Information shown:
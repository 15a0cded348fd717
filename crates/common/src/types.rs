use serde::{Deserialize, Serialize};
use uuid::Uuid;

/// Unique identifier for an aggregate instance.
///
/// In this system every checkout attempt is an aggregate, so an
/// `AggregateId` is effectively an attempt id. The newtype keeps it from
/// being mixed up with buyer ids or gateway-scoped identifiers, which are
/// plain strings on the wire.
#[derive(Debug, Clone, Copy, PartialEq, Eq, Hash, Serialize, Deserialize)]
#[serde(transparent)]
pub struct AggregateId(Uuid);

impl AggregateId {
    /// Creates a new random aggregate ID.
    pub fn new() -> Self {
        Self(Uuid::new_v4())
    }

    /// Creates an aggregate ID from an existing UUID.
    pub fn from_uuid(uuid: Uuid) -> Self {
        Self(uuid)
    }

    /// Returns the underlying UUID.
    pub fn as_uuid(&self) -> Uuid {
        self.0
    }
}

impl Default for AggregateId {
    fn default() -> Self {
        Self::new()
    }
}

impl std::fmt::Display for AggregateId {
    fn fmt(&self, f: &mut std::fmt::Formatter<'_>) -> std::fmt::Result {
        write!(f, "{}", self.0)
    }
}

impl From<Uuid> for AggregateId {
    fn from(uuid: Uuid) -> Self {
        Self(uuid)
    }
}

impl From<AggregateId> for Uuid {
    fn from(id: AggregateId) -> Self {
        id.0
    }
}
use chrono::{DateTime, Utc};
use serde::{Deserialize, Serialize};
use uuid::Uuid;

use crate::AggregateId;

/// Unique identifier for an event.
///
/// Assigned by the store when an envelope is built; nothing supplies
/// explicit event ids.
#[derive(Debug, Clone, Copy, PartialEq, Eq, Hash, Serialize, Deserialize)]
#[serde(transparent)]
pub struct EventId(Uuid);

impl EventId {
    /// Creates a new random event ID.
    pub fn new() -> Self {
        Self(Uuid::new_v4())
    }
}

impl Default for EventId {
    fn default() -> Self {
        Self::new()
    }
}

impl std::fmt::Display for EventId {
    fn fmt(&self, f: &mut std::fmt::Formatter<'_>) -> std::fmt::Result {
        write!(f, "{}", self.0)
    }
}

/// Version number for an aggregate, used for optimistic concurrency control.
///
/// Versions start at 1 for the first event and increment by 1 for each
/// subsequent event on an aggregate.
#[derive(
    Debug, Clone, Copy, PartialEq, Eq, PartialOrd, Ord, Hash, Default, Serialize, Deserialize,
)]
#[serde(transparent)]
pub struct Version(i64);

impl Version {
    /// Creates a new version from a raw value.
    pub fn new(value: i64) -> Self {
        Self(value)
    }

    /// Returns the initial version (0) for a new aggregate.
    pub fn initial() -> Self {
        Self(0)
    }

    /// Returns the first version (1) for the first event.
    pub fn first() -> Self {
        Self(1)
    }

    /// Returns the next version.
    pub fn next(&self) -> Self {
        Self(self.0 + 1)
    }

    /// Returns the raw version value.
    pub fn as_i64(&self) -> i64 {
        self.0
    }
}

impl std::fmt::Display for Version {
    fn fmt(&self, f: &mut std::fmt::Formatter<'_>) -> std::fmt::Result {
        write!(f, "{}", self.0)
    }
}

impl From<i64> for Version {
    fn from(value: i64) -> Self {
        Self(value)
    }
}

impl From<Version> for i64 {
    fn from(version: Version) -> Self {
        version.0
    }
}

/// An event envelope wrapping a domain event (e.g. `PaymentSettled`) with
/// the information needed for storage and retrieval.
#[derive(Debug, Clone, Serialize, Deserialize)]
pub struct EventEnvelope {
    /// Unique identifier for this event.
    pub event_id: EventId,

    /// The type of the event (e.g., "AddressConfirmed", "PaymentSettled").
    pub event_type: String,

    /// The aggregate this event belongs to.
    pub aggregate_id: AggregateId,

    /// The type of aggregate (e.g., "CheckoutAttempt").
    pub aggregate_type: String,

    /// The version of the aggregate after this event.
    pub version: Version,

    /// When the event was created.
    pub timestamp: DateTime<Utc>,

    /// The event payload as JSON.
    pub payload: serde_json::Value,
}

impl EventEnvelope {
    /// Creates a new event envelope builder.
    pub fn builder() -> EventEnvelopeBuilder {
        EventEnvelopeBuilder::default()
    }
}

/// Builder for constructing event envelopes.
///
/// The event id and timestamp are assigned at build time; callers only
/// supply what the domain produced.
#[derive(Debug, Default)]
pub struct EventEnvelopeBuilder {
    event_type: Option<String>,
    aggregate_id: Option<AggregateId>,
    aggregate_type: Option<String>,
    version: Option<Version>,
    payload: Option<serde_json::Value>,
}

impl EventEnvelopeBuilder {
    /// Sets the event type.
    pub fn event_type(mut self, event_type: impl Into<String>) -> Self {
        self.event_type = Some(event_type.into());
        self
    }

    /// Sets the aggregate ID.
    pub fn aggregate_id(mut self, id: AggregateId) -> Self {
        self.aggregate_id = Some(id);
        self
    }

    /// Sets the aggregate type.
    pub fn aggregate_type(mut self, aggregate_type: impl Into<String>) -> Self {
        self.aggregate_type = Some(aggregate_type.into());
        self
    }

    /// Sets the version.
    pub fn version(mut self, version: Version) -> Self {
        self.version = Some(version);
        self
    }

    /// Sets the payload from a serializable value.
    pub fn payload<T: Serialize>(mut self, payload: &T) -> Result<Self, serde_json::Error> {
        self.payload = Some(serde_json::to_value(payload)?);
        Ok(self)
    }

    /// Sets the payload from a raw JSON value.
    pub fn payload_raw(mut self, payload: serde_json::Value) -> Self {
        self.payload = Some(payload);
        self
    }

    /// Builds the event envelope.
    ///
    /// # Panics
    ///
    /// Panics if required fields (event_type, aggregate_id, aggregate_type,
    /// version, payload) are not set.
    pub fn build(self) -> EventEnvelope {
        EventEnvelope {
            event_id: EventId::new(),
            event_type: self.event_type.expect("event_type is required"),
            aggregate_id: self.aggregate_id.expect("aggregate_id is required"),
            aggregate_type: self.aggregate_type.expect("aggregate_type is required"),
            version: self.version.expect("version is required"),
            timestamp: Utc::now(),
            payload: self.payload.expect("payload is required"),
        }
    }
}

#[cfg(test)]
mod tests {
    use super::*;

    #[test]
    fn event_id_new_creates_unique_ids() {
        assert_ne!(EventId::new(), EventId::new());
    }

    #[test]
    fn version_ordering() {
        let v1 = Version::new(1);
        let v2 = Version::new(2);
        assert!(v1 < v2);
        assert_eq!(v1.next(), v2);
    }

    #[test]
    fn version_initial_and_first() {
        assert_eq!(Version::initial().as_i64(), 0);
        assert_eq!(Version::first().as_i64(), 1);
        assert_eq!(Version::initial().next(), Version::first());
    }

    #[test]
    fn event_envelope_builder() {
        let aggregate_id = AggregateId::new();
        let payload = serde_json::json!({"gateway_order_id": "order_0001"});

        let envelope = EventEnvelope::builder()
            .event_type("GatewayOpened")
            .aggregate_id(aggregate_id)
            .aggregate_type("CheckoutAttempt")
            .version(Version::first())
            .payload_raw(payload.clone())
            .build();

        assert_eq!(envelope.event_type, "GatewayOpened");
        assert_eq!(envelope.aggregate_id, aggregate_id);
        assert_eq!(envelope.aggregate_type, "CheckoutAttempt");
        assert_eq!(envelope.version, Version::first());
        assert_eq!(envelope.payload, payload);
    }
}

Prompt: The reply is to be an exact copy of the listing.

Exercise result:
repository 15a0cded348fd717
filename crates/common/src/types.rs
use serde::{Deserialize, Serialize};
use uuid::Uuid;

/// Unique identifier for an aggregate instance.
///
/// In this system every checkout attempt is an aggregate, so an
/// `AggregateId` is effectively an attempt id. The newtype keeps it from
/// being mixed up with buyer ids or gateway-scoped identifiers, which are
/// plain strings on the wire.
#[derive(Debug, Clone, Copy, PartialEq, Eq, Hash, Serialize, Deserialize)]
#[serde(transparent)]
pub struct AggregateId(Uuid);

impl AggregateId {
    /// Creates a new random aggregate ID.
    pub fn new() -> Self {
        Self(Uuid::new_v4())
    }

    /// Creates an aggregate ID from an existing UUID.
    pub fn from_uuid(uuid: Uuid) -> Self {
        Self(uuid)
    }

    /// Returns the underlying UUID.
    pub fn as_uuid(&self) -> Uuid {
        self.0
    }
}

impl Default for AggregateId {
    fn default() -> Self {
        Self::new()
    }
}

impl std::fmt::Display for AggregateId {
    fn fmt(&self, f: &mut std::fmt::Formatter<'_>) -> std::fmt::Result {
        write!(f, "{}", self.0)
    }
}

impl From<Uuid> for AggregateId {
    fn from(uuid: Uuid) -> Self {
        Self(uuid)
    }
}

impl From<AggregateId> for Uuid {
    fn from(id: AggregateId) -> Self {
        id.0
    }
}
use chrono::{DateTime, Utc};
use serde::{Deserialize, Serialize};
use uuid::Uuid;

use crate::AggregateId;

/// Unique identifier for an event.
///
/// Assigned by the store when an envelope is built; nothing supplies
/// explicit event ids.
#[derive(Debug, Clone, Copy, PartialEq, Eq, Hash, Serialize, Deserialize)]
#[serde(transparent)]
pub struct EventId(Uuid);

impl EventId {
    /// Creates a new random event ID.
    pub fn new() -> Self {
        Self(Uuid::new_v4())
    }
}

impl Default for EventId {
    fn default() -> Self {
        Self::new()
    }
}

impl std::fmt::Display for EventId {
    fn fmt(&self, f: &mut std::fmt::Formatter<'_>) -> std::fmt::Result {
        write!(f, "{}", self.0)
    }
}

/// Version number for an aggregate, used for optimistic concurrency control.
///
/// Versions start at 1 for the first event and increment by 1 for each
/// subsequent event on an aggregate.
#[derive(
    Debug, Clone, Copy, PartialEq, Eq, PartialOrd, Ord, Hash, Default, Serialize, Deserialize,
)]
#[serde(transparent)]
pub struct Version(i64);

impl Version {
    /// Creates a new version from a raw value.
    pub fn new(value: i64) -> Self {
        Self(value)
    }

    /// Returns the initial version (0) for a new aggregate.
    pub fn initial() -> Self {
        Self(0)
    }

    /// Returns the first version (1) for the first event.
    pub fn first() -> Self {
        Self(1)
    }

    /// Returns the next version.
    pub fn next(&self) -> Self {
        Self(self.0 + 1)
    }

    /// Returns the raw version value.
    pub fn as_i64(&self) -> i64 {
        self.0
    }
}

impl std::fmt::Display for Version {
    fn fmt(&self, f: &mut std::fmt::Formatter<'_>) -> std::fmt::Result {
        write!(f, "{}", self.0)
    }
}

impl From<i64> for Version {
    fn from(value: i64) -> Self {
        Self(value)
    }
}

impl From<Version> for i64 {
    fn from(version: Version) -> Self {
        version.0
    }
}

/// An event envelope wrapping a domain event (e.g. `PaymentSettled`) with
/// the information needed for storage and retrieval.
#[derive(Debug, Clone, Serialize, Deserialize)]
pub struct EventEnvelope {
    /// Unique identifier for this event.
    pub event_id: EventId,

    /// The type of the event (e.g., "AddressConfirmed", "PaymentSettled").
    pub event_type: String,

    /// The aggregate this event belongs to.
    pub aggregate_id: AggregateId,

    /// The type of aggregate (e.g., "CheckoutAttempt").
    pub aggregate_type: String,

    /// The version of the aggregate after this event.
    pub version: Version,

    /// When the event was created.
    pub timestamp: DateTime<Utc>,

    /// The event payload as JSON.
    pub payload: serde_json::Value,
}

impl EventEnvelope {
    /// Creates a new event envelope builder.
    pub fn builder() -> EventEnvelopeBuilder {
        EventEnvelopeBuilder::default()
    }
}

/// Builder for constructing event envelopes.
///
/// The event id and timestamp are assigned at build time; callers only
/// supply what the domain produced.
#[derive(Debug, Default)]
pub struct EventEnvelopeBuilder {
    event_type: Option<String>,
    aggregate_id: Option<AggregateId>,
    aggregate_type: Option<String>,
    version: Option<Version>,
    payload: Option<serde_json::Value>,
}

impl EventEnvelopeBuilder {
    /// Sets the event type.
    pub fn event_type(mut self, event_type: impl Into<String>) -> Self {
        self.event_type = Some(event_type.into());
        self
    }

    /// Sets the aggregate ID.
    pub fn aggregate_id(mut self, id: AggregateId) -> Self {
        self.aggregate_id = Some(id);
        self
    }

    /// Sets the aggregate type.
    pub fn aggregate_type(mut self, aggregate_type: impl Into<String>) -> Self {
        self.aggregate_type = Some(aggregate_type.into());
        self
    }

    /// Sets the version.
    pub fn version(mut self, version: Version) -> Self {
        self.version = Some(version);
        self
    }

    /// Sets the payload from a serializable value.
    pub fn payload<T: Serialize>(mut self, payload: &T) -> Result<Self, serde_json::Error> {
        self.payload = Some(serde_json::to_value(payload)?);
        Ok(self)
    }

    /// Sets the payload from a raw JSON value.
    pub fn payload_raw(mut self, payload: serde_json::Value) -> Self {
        self.payload = Some(payload);
        self
    }

    /// Builds the event envelope.
    ///
    /// # Panics
    ///
    /// Panics if required fields (event_type, aggregate_id, aggregate_type,
    /// version, payload) are not set.
    pub fn build(self) -> EventEnvelope {
        EventEnvelope {
            event_id: EventId::new(),
            event_type: self.event_type.expect("event_type is required"),
            aggregate_id: self.aggregate_id.expect("aggregate_id is required"),
            aggregate_type: self.aggregate_type.expect("aggregate_type is required"),
            version: self.version.expect("version is required"),
            timestamp: Utc::now(),
            payload: self.payload.expect("payload is required"),
        }
    }
}

#[cfg(test)]
mod tests {
    use super::*;

    #[test]
    fn event_id_new_creates_unique_ids() {
        assert_ne!(EventId::new(), EventId::new());
    }

    #[test]
    fn version_ordering() {
        let v1 = Version::new(1);
        let v2 = Version::new(2);
        assert!(v1 < v2);
        assert_eq!(v1.next(), v2);
    }

    #[test]
    fn version_initial_and_first() {
        assert_eq!(Version::initial().as_i64(), 0);
        assert_eq!(Version::first().as_i64(), 1);
        assert_eq!(Version::initial().next(), Version::first());
    }

    #[test]
    fn event_envelope_builder() {
        let aggregate_id = AggregateId::new();
        let payload = serde_json::json!({"gateway_order_id": "order_0001"});

        let envelope = EventEnvelope::builder()
            .event_type("GatewayOpened")
            .aggregate_id(aggregate_id)
            .aggregate_type("CheckoutAttempt")
            .version(Version::first())
            .payload_raw(payload.clone())
            .build();

        assert_eq!(envelope.event_type, "GatewayOpened");
        assert_eq!(envelope.aggregate_id, aggregate_id);
        assert_eq!(envelope.aggregate_type, "CheckoutAttempt");
        assert_eq!(envelope.version, Version::first());
        assert_eq!(envelope.payload, payload);
    }
}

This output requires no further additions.